- **Exercise instructions**
Copy, from the data below, each line that has the word "filter".

___

//! Task CRUD operations and queries.
//!
//! Every write runs in one transaction and checks the affected dates for
//! overlapping scheduled tasks before committing. Returning early drops the
//! transaction, which rolls everything back.

use std::collections::{BTreeMap, HashSet};

use jiff::{
    civil::{Date, DateTime},
    Timestamp,
};
use rusqlite::{params, types::Type, Connection, OptionalExtension};

use crate::{
    error::{DatabaseResultExt, Result, ScheduleError},
    models::{Category, Day, Outcome, Task, TaskStatus},
    params::{PostponeTask, TaskTimeUpdate},
};

const TASK_COLUMNS: &str = "id, description, category, scheduled_date, scheduled_start, scheduled_end, status, outcome, postponed_from, created_at";
const INSERT_TASK_SQL: &str = "INSERT INTO tasks (description, category, scheduled_date, scheduled_start, scheduled_end, status, outcome, postponed_from, created_at) VALUES (?1, ?2, ?3, ?4, ?5, ?6, ?7, ?8, ?9)";
const UPDATE_TASK_SQL: &str = "UPDATE tasks SET description = ?1, category = ?2, scheduled_date = ?3, scheduled_start = ?4, scheduled_end = ?5 WHERE id = ?6";
const UPDATE_STATUS_SQL: &str = "UPDATE tasks SET status = ?1 WHERE id = ?2";
const UPDATE_OUTCOME_SQL: &str = "UPDATE tasks SET outcome = ?1 WHERE id = ?2";
const UPDATE_DESCRIPTION_SQL: &str = "UPDATE tasks SET description = ?1 WHERE id = ?2";
const UPDATE_TIMES_SQL: &str =
    "UPDATE tasks SET scheduled_start = ?1, scheduled_end = ?2 WHERE id = ?3";

fn select_by_id_sql() -> String {
    format!("SELECT {TASK_COLUMNS} FROM tasks WHERE id = ?1")
}

fn select_scheduled_on_date_sql() -> String {
    format!(
        "SELECT {TASK_COLUMNS} FROM tasks WHERE scheduled_date = ?1 AND status = 'scheduled' ORDER BY scheduled_start, id"
    )
}

fn select_range_sql() -> String {
    format!(
        "SELECT {TASK_COLUMNS} FROM tasks WHERE scheduled_date BETWEEN ?1 AND ?2 ORDER BY scheduled_date, scheduled_start, id"
    )
}

fn conversion_error(index: usize, message: String) -> rusqlite::Error {
    rusqlite::Error::FromSqlConversionFailure(index, Type::Text, message.into())
}

/// Helper function to construct a Task from a database row
fn build_task_from_row(row: &rusqlite::Row) -> rusqlite::Result<Task> {
    let category_str: String = row.get(2)?;
    let category = category_str
        .parse::<Category>()
        .map_err(|_| conversion_error(2, format!("Invalid category: {category_str}")))?;

    let date_str: String = row.get(3)?;
    let scheduled_date = date_str
        .parse::<Date>()
        .map_err(|e| rusqlite::Error::FromSqlConversionFailure(3, Type::Text, Box::new(e)))?;

    let status_str: String = row.get(6)?;
    let status = status_str
        .parse::<TaskStatus>()
        .map_err(|_| conversion_error(6, format!("Invalid status: {status_str}")))?;

    let outcome = row
        .get::<_, Option<String>>(7)?
        .map(|s| {
            s.parse::<Outcome>()
                .map_err(|_| conversion_error(7, format!("Invalid outcome: {s}")))
        })
        .transpose()?;

    Ok(Task {
        id: row.get::<_, i64>(0)? as u64,
        description: row.get(1)?,
        category,
        scheduled_date,
        scheduled_start: row.get(4)?,
        scheduled_end: row.get(5)?,
        status,
        outcome,
        postponed_from: row.get::<_, Option<i64>>(8)?.map(|id| id as u64),
        created_at: row
            .get::<_, String>(9)?
            .parse::<Timestamp>()
            .map_err(|e| rusqlite::Error::FromSqlConversionFailure(9, Type::Text, Box::new(e)))?,
    })
}

fn fetch_task(conn: &Connection, id: u64) -> Result<Option<Task>> {
    conn.query_row(&select_by_id_sql(), params![id as i64], build_task_from_row)
        .optional()
        .db_context("Failed to load task")
}

fn require_task(conn: &Connection, id: u64) -> Result<Task> {
    fetch_task(conn, id)?.ok_or(ScheduleError::TaskNotFound { id })
}

fn insert_task(conn: &Connection, task: &Task) -> Result<Task> {
    conn.execute(
        INSERT_TASK_SQL,
        params![
            task.description,
            task.category.as_str(),
            task.scheduled_date.to_string(),
            task.scheduled_start,
            task.scheduled_end,
            task.status.as_str(),
            task.outcome.map(|o| o.as_str()),
            task.postponed_from.map(|id| id as i64),
            task.created_at.to_string(),
        ],
    )
    .db_context("Failed to insert task")?;

    Ok(Task {
        id: conn.last_insert_rowid() as u64,
        ..task.clone()
    })
}

/// Scheduled tasks of `date`, leaving out the ids in `excluded`.
fn load_scheduled_day(conn: &Connection, date: Date, excluded: &HashSet<u64>) -> Result<Day> {
    let mut stmt = conn
        .prepare(&select_scheduled_on_date_sql())
        .db_context("Failed to prepare day query")?;
    let tasks = stmt
        .query_map(params![date.to_string()], build_task_from_row)
        .db_context("Failed to query day")?
        .collect::<rusqlite::Result<Vec<_>>>()
        .db_context("Failed to read day")?;

    let mut day = Day::new(date);
    for task in tasks.into_iter().filter(|t| !excluded.contains(&t.id)) {
        day.insert(task)?;
    }
    Ok(day)
}

/// Fails with `Overlap` if `candidates` clash with each other or with the
/// stored scheduled tasks of their dates.
///
/// Stored rows for candidates that already have an id are ignored, so a
/// batch may swap or shift its own tasks freely.
fn ensure_no_overlap(conn: &Connection, candidates: &[Task]) -> Result<()> {
    let excluded: HashSet<u64> = candidates
        .iter()
        .map(|t| t.id)
        .filter(|&id| id != 0)
        .collect();

    let mut by_date: BTreeMap<Date, Vec<&Task>> = BTreeMap::new();
    for task in candidates.iter().filter(|t| t.is_scheduled()) {
        by_date.entry(task.scheduled_date).or_default().push(task);
    }

    for (date, tasks) in by_date {
        let mut day = load_scheduled_day(conn, date, &excluded)?;
        for task in tasks {
            day.insert(task.clone())?;
        }
    }
    Ok(())
}

impl super::Database {
    /// Inserts a new task after checking it against the tasks of its date.
    pub fn create_task(&mut self, task: &Task) -> Result<Task> {
        self.create_tasks(std::slice::from_ref(task))
            .map(|mut created| created.remove(0))
    }

    /// Inserts all tasks or none of them.
    pub fn create_tasks(&mut self, tasks: &[Task]) -> Result<Vec<Task>> {
        for task in tasks {
            task.validate()?;
        }

        let tx = self
            .connection
            .transaction()
            .db_context("Failed to begin transaction")?;

        let fresh: Vec<Task> = tasks.iter().map(|t| Task { id: 0, ..t.clone() }).collect();
        ensure_no_overlap(&tx, &fresh)?;

        let created = fresh
            .iter()
            .map(|task| insert_task(&tx, task))
            .collect::<Result<Vec<_>>>()?;

        tx.commit().db_context("Failed to commit transaction")?;
        Ok(created)
    }

    pub fn get_task(&self, id: u64) -> Result<Option<Task>> {
        fetch_task(&self.connection, id)
    }

    /// Tasks dated between `start` and `end` inclusive, ordered by date,
    /// then start time.
    pub fn list_tasks_by_date_range(&self, start: Date, end: Date) -> Result<Vec<Task>> {
        let mut stmt = self
            .connection
            .prepare(&select_range_sql())
            .db_context("Failed to prepare range query")?;
        let tasks = stmt
            .query_map(
                params![start.to_string(), end.to_string()],
                build_task_from_row,
            )
            .db_context("Failed to query tasks")?
            .collect::<rusqlite::Result<Vec<_>>>()
            .db_context("Failed to read tasks")?;
        Ok(tasks)
    }

    pub fn cancel_task(&mut self, id: u64) -> Result<Task> {
        let tx = self
            .connection
            .transaction()
            .db_context("Failed to begin transaction")?;

        let mut task = require_task(&tx, id)?;
        task.cancel()?;
        tx.execute(UPDATE_STATUS_SQL, params![task.status.as_str(), id as i64])
            .db_context("Failed to cancel task")?;

        tx.commit().db_context("Failed to commit transaction")?;
        Ok(task)
    }

    /// Records an outcome once the task's window has passed at `now`.
    pub fn set_task_outcome(&mut self, id: u64, outcome: Outcome, now: DateTime) -> Result<Task> {
        let tx = self
            .connection
            .transaction()
            .db_context("Failed to begin transaction")?;

        let mut task = require_task(&tx, id)?;
        task.set_outcome(outcome, now)?;
        tx.execute(UPDATE_OUTCOME_SQL, params![outcome.as_str(), id as i64])
            .db_context("Failed to set outcome")?;

        tx.commit().db_context("Failed to commit transaction")?;
        Ok(task)
    }

    /// Closes the task and inserts its replacement in one transaction.
    ///
    /// Returns `(original, replacement)`.
    pub fn postpone_task(&mut self, params: &PostponeTask) -> Result<(Task, Task)> {
        let tx = self
            .connection
            .transaction()
            .db_context("Failed to begin transaction")?;

        let mut original = require_task(&tx, params.id)?;
        let replacement = original.postpone(
            &params.scheduled_date,
            &params.scheduled_start,
            &params.scheduled_end,
        )?;

        tx.execute(
            UPDATE_STATUS_SQL,
            params![original.status.as_str(), original.id as i64],
        )
        .db_context("Failed to postpone task")?;

        ensure_no_overlap(&tx, std::slice::from_ref(&replacement))?;
        let replacement = insert_task(&tx, &replacement)?;

        tx.commit().db_context("Failed to commit transaction")?;
        Ok((original, replacement))
    }

    /// Replaces the description, category, date and times of a stored task.
    ///
    /// Status and outcome only change through `cancel_task`, `postpone_task`
    /// and `set_task_outcome`; a task whose status or outcome differs from
    /// the stored row is rejected.
    pub fn update_task(&mut self, task: &Task) -> Result<Task> {
        task.validate()?;

        let tx = self
            .connection
            .transaction()
            .db_context("Failed to begin transaction")?;

        let stored = require_task(&tx, task.id)?;
        if stored.status != task.status || stored.outcome != task.outcome {
            return Err(ScheduleError::InvalidTransition {
                id: stored.id,
                status: stored.status.as_str().to_string(),
                action: "change status or outcome of",
            });
        }

        ensure_no_overlap(&tx, std::slice::from_ref(task))?;
        tx.execute(
            UPDATE_TASK_SQL,
            params![
                task.description,
                task.category.as_str(),
                task.scheduled_date.to_string(),
                task.scheduled_start,
                task.scheduled_end,
                task.id as i64,
            ],
        )
        .db_context("Failed to update task")?;
        let updated = require_task(&tx, task.id)?;

        tx.commit().db_context("Failed to commit transaction")?;
        Ok(updated)
    }

    pub fn update_task_description(&mut self, id: u64, description: &str) -> Result<Task> {
        let tx = self
            .connection
            .transaction()
            .db_context("Failed to begin transaction")?;

        let mut task = require_task(&tx, id)?;
        task.set_description(description)?;
        tx.execute(UPDATE_DESCRIPTION_SQL, params![task.description, id as i64])
            .db_context("Failed to update description")?;

        tx.commit().db_context("Failed to commit transaction")?;
        Ok(task)
    }

    /// Moves several tasks at once; all moves apply or none do.
    ///
    /// The final arrangement is what gets checked, so tasks in the batch may
    /// trade places.
    pub fn batch_update_task_times(&mut self, updates: &[TaskTimeUpdate]) -> Result<Vec<Task>> {
        let tx = self
            .connection
            .transaction()
            .db_context("Failed to begin transaction")?;

        let mut moved = Vec::with_capacity(updates.len());
        for update in updates {
            let mut task = require_task(&tx, update.id)?;
            task.reschedule(&update.scheduled_start, &update.scheduled_end)?;
            moved.push(task);
        }

        let mut seen = HashSet::new();
        if let Some(duplicate) = moved.iter().find(|t| !seen.insert(t.id)) {
            return Err(ScheduleError::invalid_input("id")
                .with_reason(format!("task {} appears more than once", duplicate.id)));
        }

        ensure_no_overlap(&tx, &moved)?;
        for task in &moved {
            tx.execute(
                UPDATE_TIMES_SQL,
                params![task.scheduled_start, task.scheduled_end, task.id as i64],
            )
            .db_context("Failed to update task times")?;
        }

        tx.commit().db_context("Failed to commit transaction")?;
        Ok(moved)
    }
}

___

- **Task solution**
    for task in tasks.into_iter().filter(|t| !excluded.contains(&t.id)) {
        .filter(|&id| id != 0)
    for task in candidates.iter().filter(|t| t.is_scheduled()) {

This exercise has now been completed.